But whether the overriding goals are cost savings, greater efficiency or reputational benefits, the upfront cost of going green is the most immediate challenge.
Whether you plan to install a renewable energy source – such as solar panels and wind turbines – or green technology such as a biomass boiler, getting the funding right at the outset can be the difference between success and failure.
And the initial financial hurdle can be just as daunting for someone hoping to cover the roof of their home with solar panels as it is for a local authority planning a large wind turbine project.
Fortunately, there are several incentives available to ease some of the financial burden, driven by the government’s desire to position the UK at the forefront of innovation in renewables.
Many of these incentives come in the form of tax breaks, especially for those considering using renewables in their business. Business owners can claim capital allowances when they buy energy-efficient technology, which can substantially reduce the amount of tax they pay.
Meanwhile, for those operating in the public sector, it’s worth learning from the financing structure of large-scale community projects such as wind farms. Typically, these projects are funded through a combination of debt and equity.
Equity investors share in the profits of the project – typically from the sale of any excess energy generated – whereas banks or other lenders who provide loans receive interest on the funds advanced.
For smaller renewables projects, attracting equity investors may not be an option, meaning that for organisations unwilling to sink a big chunk of their cash reserves into buying the technology outright, the primary source of funds is likely to be a lender.
While it can be tempting for any organisation to see its existing bank as the first port of call for such funding, it is rarely the best option.
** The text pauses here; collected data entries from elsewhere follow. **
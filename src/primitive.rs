//! The integer spin control that decimal spin boxes are built on.
//!
//! Hosts with their own toolkit control implement [`IntSpinPrimitive`];
//! [`IntSpinBox`] is the in-crate implementation used by the egui widget.

use crate::errors::Result;
use crate::validator::ValidationState;

/// Text conversion hooks the primitive calls on every render and edit.
pub trait TextHooks {
    fn text_from_value(&self, value: i32) -> String;
    fn value_from_text(&self, text: &str) -> Result<i32>;
    fn validate(&self, text: &str) -> ValidationState;
}

/// User input delivered to a spin control.
#[derive(Debug, Clone, PartialEq, Eq)]
pub enum Interaction {
    StepUp,
    StepDown,
    /// Several steps at once (mouse wheel, page keys); negative steps down.
    StepBy(i32),
    /// In-progress text; never commits.
    EditText(String),
    CommitEdit,
    CancelEdit,
    /// In-progress drag by a number of steps; never commits.
    DragBy(i32),
    DragRelease,
}

pub trait IntSpinPrimitive {
    fn from(&self) -> i32;
    fn to(&self) -> i32;
    /// Set both ends at once; the current value is clamped afterwards.
    fn set_range(&mut self, from: i32, to: i32);

    fn value(&self) -> i32;
    /// Programmatic assignment. Clamps, never reports a commit.
    fn set_value(&mut self, value: i32);

    fn step_size(&self) -> i32;
    fn set_step_size(&mut self, step_size: i32);

    fn editable(&self) -> bool;
    fn set_editable(&mut self, editable: bool);

    fn is_editing(&self) -> bool;

    /// Text currently shown: the edit buffer while editing, else the
    /// formatted (possibly drag-pending) value.
    fn display_text(&self, hooks: &dyn TextHooks) -> String;

    /// Apply one interaction. Returns the new value when it finalized a
    /// committed change, `None` for transient or rejected input.
    fn interact(&mut self, interaction: Interaction, hooks: &dyn TextHooks) -> Option<i32>;
}

#[derive(Debug, Clone)]
pub struct IntSpinBox {
    from: i32,
    to: i32,
    value: i32,
    step_size: i32,
    editable: bool,
    edit_buffer: Option<String>,
    drag_pending: Option<i32>,
}

impl IntSpinBox {
    pub fn new(from: i32, to: i32) -> Self {
        Self {
            from,
            to,
            value: from.min(to),
            step_size: 1,
            editable: true,
            edit_buffer: None,
            drag_pending: None,
        }
    }

    fn clamp(&self, value: i64) -> i32 {
        let lo = self.from.min(self.to) as i64;
        let hi = self.from.max(self.to) as i64;
        value.clamp(lo, hi) as i32
    }

    fn offset(&self, base: i32, steps: i32) -> i32 {
        self.clamp(base as i64 + self.step_size as i64 * steps as i64)
    }

    /// Drain the edit buffer, returning its value if it would commit.
    fn take_edit_value(&mut self, hooks: &dyn TextHooks) -> Option<i32> {
        let text = self.edit_buffer.take()?;
        if hooks.validate(&text) != ValidationState::Acceptable {
            tracing::debug!(text = %text, "discarding non-acceptable edit");
            return None;
        }
        match hooks.value_from_text(&text) {
            Ok(v) => Some(self.clamp(v as i64)),
            Err(e) => {
                tracing::debug!(error = %e, "discarding unparseable edit");
                None
            }
        }
    }

    fn step(&mut self, steps: i32, hooks: &dyn TextHooks) -> Option<i32> {
        // A no-op step leaves any edit or drag in progress untouched
        if self.step_size == 0 || steps == 0 {
            return None;
        }
        self.drag_pending = None;
        let base = self.take_edit_value(hooks).unwrap_or(self.value);
        let target = self.offset(base, steps);
        if target == self.value {
            return None;
        }
        self.value = target;
        Some(target)
    }
}

impl IntSpinPrimitive for IntSpinBox {
    fn from(&self) -> i32 {
        self.from
    }

    fn to(&self) -> i32 {
        self.to
    }

    fn set_range(&mut self, from: i32, to: i32) {
        self.from = from;
        self.to = to;
        self.value = self.clamp(self.value as i64);
        if let Some(pending) = self.drag_pending {
            self.drag_pending = Some(self.clamp(pending as i64));
        }
    }

    fn value(&self) -> i32 {
        self.value
    }

    fn set_value(&mut self, value: i32) {
        self.drag_pending = None;
        self.value = self.clamp(value as i64);
    }

    fn step_size(&self) -> i32 {
        self.step_size
    }

    fn set_step_size(&mut self, step_size: i32) {
        self.step_size = step_size;
    }

    fn editable(&self) -> bool {
        self.editable
    }

    fn set_editable(&mut self, editable: bool) {
        self.editable = editable;
        if !editable {
            self.edit_buffer = None;
        }
    }

    fn is_editing(&self) -> bool {
        self.edit_buffer.is_some()
    }

    fn display_text(&self, hooks: &dyn TextHooks) -> String {
        match &self.edit_buffer {
            Some(text) => text.clone(),
            None => hooks.text_from_value(self.drag_pending.unwrap_or(self.value)),
        }
    }

    fn interact(&mut self, interaction: Interaction, hooks: &dyn TextHooks) -> Option<i32> {
        match interaction {
            Interaction::StepUp => self.step(1, hooks),
            Interaction::StepDown => self.step(-1, hooks),
            Interaction::StepBy(steps) => self.step(steps, hooks),
            Interaction::EditText(text) => {
                if !self.editable {
                    return None;
                }
                if hooks.validate(&text) == ValidationState::Invalid {
                    tracing::trace!(text = %text, "rejected keystroke");
                } else {
                    self.drag_pending = None;
                    self.edit_buffer = Some(text);
                }
                None
            }
            Interaction::CommitEdit => {
                if !self.editable || self.edit_buffer.is_none() {
                    return None;
                }
                let committed = self.take_edit_value(hooks)?;
                self.value = committed;
                Some(committed)
            }
            Interaction::CancelEdit => {
                self.edit_buffer = None;
                None
            }
            Interaction::DragBy(steps) => {
                self.edit_buffer = None;
                let base = self.drag_pending.unwrap_or(self.value);
                self.drag_pending = Some(self.offset(base, steps));
                None
            }
            Interaction::DragRelease => {
                let pending = self.drag_pending.take()?;
                if pending == self.value {
                    return None;
                }
                self.value = pending;
                Some(pending)
            }
        }
    }
}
The reason is that most high street banks have little experience of lending for renewable technology projects. Any would-be borrower would need to jump through multiple hoops to apply for a loan from a mainstream bank, and even then approval would be far from guaranteed.
Fortunately, there’s now an array of specialist lenders who have sprung up to fill this niche. Firstly, there are the ‘challenger’ banks who have different lending criteria to Big Four.
But then there are the asset finance specialists – lenders whose loans are specially tailored to fund equipment such as renewable energy technology.
In practical terms, this means a loan that is backed by the asset, i.e. the renewable technology itself. The loan repayments can be made using the profits from any income derived from the asset, such as the sale of excess energy generated.
As a loan that sits outside the purview of the borrower’s bank, asset finance won’t impact the organisation’s relationship with its bank – leaving it free to seek additional credit or an overdraft from the bank if it needs help with cash flow in future.
Regardless of how you plan to fund a green energy project – be it in your home, business or community – it pays to shop around and find the right finance structure. Traditional bank-led finance options have failed to keep pace with the rapid advance of the renewable energy sector, and this has proved the catalyst for the creation of a more diverse, more competitive lending market.
The net result is that for anyone planning to go green, the initial hurdle remains – but there is plenty of expert help and funding available to enable them to clear it.